I’m impressed with how quickly she got ahold of his lawyers. It doesn’t even occur to me that she could be lying.
“Do yourself a favor and tell us what you know.”
Vexwell swallows, and then the truth comes out. “My dad… he ran the mall all his life. Only thing he could me was never let the anchor stores close down. Flagship stores, but he always called them the anchors. Then Terrors “R” Us went bankrupt and we had to find a new place. That’s never happened in thirty years, an empty flagship property. No one wanted to move in. Not until Maulie’s. And then the problems started…”
“Anchors…” I muse.
“There’s definitely something under the surface here,” Wrath murmurs just to me. Winter is not close enough to overhear him for once. Or maybe he’s speaking quietly just so she doesn’t hear him. “If there really was a thought form built to influence the mall shoppers, there’s a focal point.”
I let his idea sit for a moment, both to consider the possibilities as well as to see if Ghastly or anyone else reacts. Finding out Winter could hear and see Wrath was a bit of a blow, and there have been a few moments where Ghastly has raised my suspicions. How much does he know about what really goes on in Hollow Hills, and how much is he hiding with his vampire act?
“And what about the symbol?” I ask him again.
“What symbol?” he asks immediately, not meeting my eyes.
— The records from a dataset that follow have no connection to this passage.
//! Schema analysis
//!
//! Parses the target database's DDL dialect into table/index models and
//! validates those models against a declarative expectation table. Only
//! schema shape is extracted; data statements and migration semantics
//! are out of scope.

mod parser;
mod rules;
mod validator;

pub use parser::parse_sql;
pub use rules::{schema_rules, IndexRule, SchemaRule};
pub use validator::{analyze_sql, validate_schema};

use serde::{Deserialize, Serialize};

/// One parsed `CREATE TABLE` statement
#[derive(Debug, Clone, PartialEq, Eq, Serialize, Deserialize)]
pub struct ParsedTable {
    /// Lower-cased table name
    pub name: String,
    /// Ordered `(name, declared type)` pairs; constraint-only lines are
    /// not columns
    pub columns: Vec<(String, String)>,
    /// Original statement text, kept for diagnostics
    pub raw: String,
}

impl ParsedTable {
    pub fn has_column(&self, name: &str) -> bool {
        self.columns.iter().any(|(col, _)| col == name)
    }
}

/// One parsed `CREATE INDEX` statement
#[derive(Debug, Clone, PartialEq, Eq, Serialize, Deserialize)]
pub struct ParsedIndex {
    pub name: String,
    /// Lower-cased table the index is on
    pub table: String,
    /// Ordered column names
    pub columns: Vec<String>,
    pub unique: bool,
}

impl ParsedIndex {
    /// Order-independent column-set comparison
    pub fn covers(&self, columns: &[&str]) -> bool {
        if self.columns.len() != columns.len() {
            return false;
        }
        columns.iter().all(|c| self.columns.iter().any(|have| have == c))
    }
}

/// Tables and indexes parsed from one file or one aggregated directory
#[derive(Debug, Clone, Default, PartialEq, Eq, Serialize, Deserialize)]
pub struct SchemaModel {
    pub tables: Vec<ParsedTable>,
    pub indexes: Vec<ParsedIndex>,
}

impl SchemaModel {
    /// Fold another file's model into this one for a directory scan
    pub fn merge(&mut self, other: SchemaModel) {
        self.tables.extend(other.tables);
        self.indexes.extend(other.indexes);
    }

    pub fn table(&self, name: &str) -> Option<&ParsedTable> {
        self.tables.iter().find(|t| t.name == name)
    }

    /// Indexes defined on the given table
    pub fn indexes_on(&self, table: &str) -> Vec<&ParsedIndex> {
        self.indexes.iter().filter(|i| i.table == table).collect()
    }
}

#[cfg(test)]
mod tests {
    use super::*;

    #[test]
    fn test_index_covers_is_order_independent() {
        let index = ParsedIndex {
            name: "idx".to_string(),
            table: "sessions".to_string(),
            columns: vec!["user_id".to_string(), "expires_at".to_string()],
            unique: false,
        };
        assert!(index.covers(&["expires_at", "user_id"]));
        assert!(!index.covers(&["user_id"]));
        assert!(!index.covers(&["user_id", "expires_at", "token"]));
    }

    #[test]
    fn test_merge_aggregates_both_halves() {
        let mut model = parse_sql("CREATE TABLE a (id TEXT);");
        model.merge(parse_sql(
            "CREATE TABLE b (id TEXT); CREATE INDEX idx_b ON b (id);",
        ));
        assert_eq!(model.tables.len(), 2);
        assert_eq!(model.indexes.len(), 1);
        assert!(model.table("b").is_some());
        assert_eq!(model.indexes_on("b").len(), 1);
    }
}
Well, at least the part where he tries to ignore me is over.
“Oh don’t do that, Vexwell. It’s just embarrassing for you. Now unless you want me to not only bring my law firm into this, but also give them the names and contact information of every other flagship property in the mall, you’ll tell my friend what he wants to know.”
“I don’t know, okay. I let your fans, you know the ones, tour the space when you first signed the lease, and when I locked up after they left, it was gone.”
“My fans?” Ghastly asks blankly.
“Those three women. The insufferable ones, who always complain about the lights being too bright and the temperature being too cold in here.”
“The Ghouls,” I breathe, and Ghastly nods.
“Would they have taken a symbol, though?” Winter asks.
“They might have,” Ghastly says. “Especially if they thought it wasn’t something I would miss. A memento of the store before it opened, or something.”
“That’s all I know, I swear.” Vexwell looks at the fake watch on his wrist. “Please, I have to make this meeting.”
Ghastly waves him off, and the man scurries away, no longer the annoyed and pompous executive, but now just a scared son failing in his father’s legacy. The affable, gentle Ghastly returns the minute Vexwell departs. He looks up at me, a rueful smile now in place. “I apologize you had to see me like that. I never like to exhibit that behavior in front of my kids.”
He apologizes like he just launched a thousand curses at the man, but all he did was tie him in legal knots. Even still, it’s a bit disturbing to see Ghastly being so… normal.
“Now what do we do about the symbol?”
Ghastly smiles. “I think it’s time for another meet and greet.”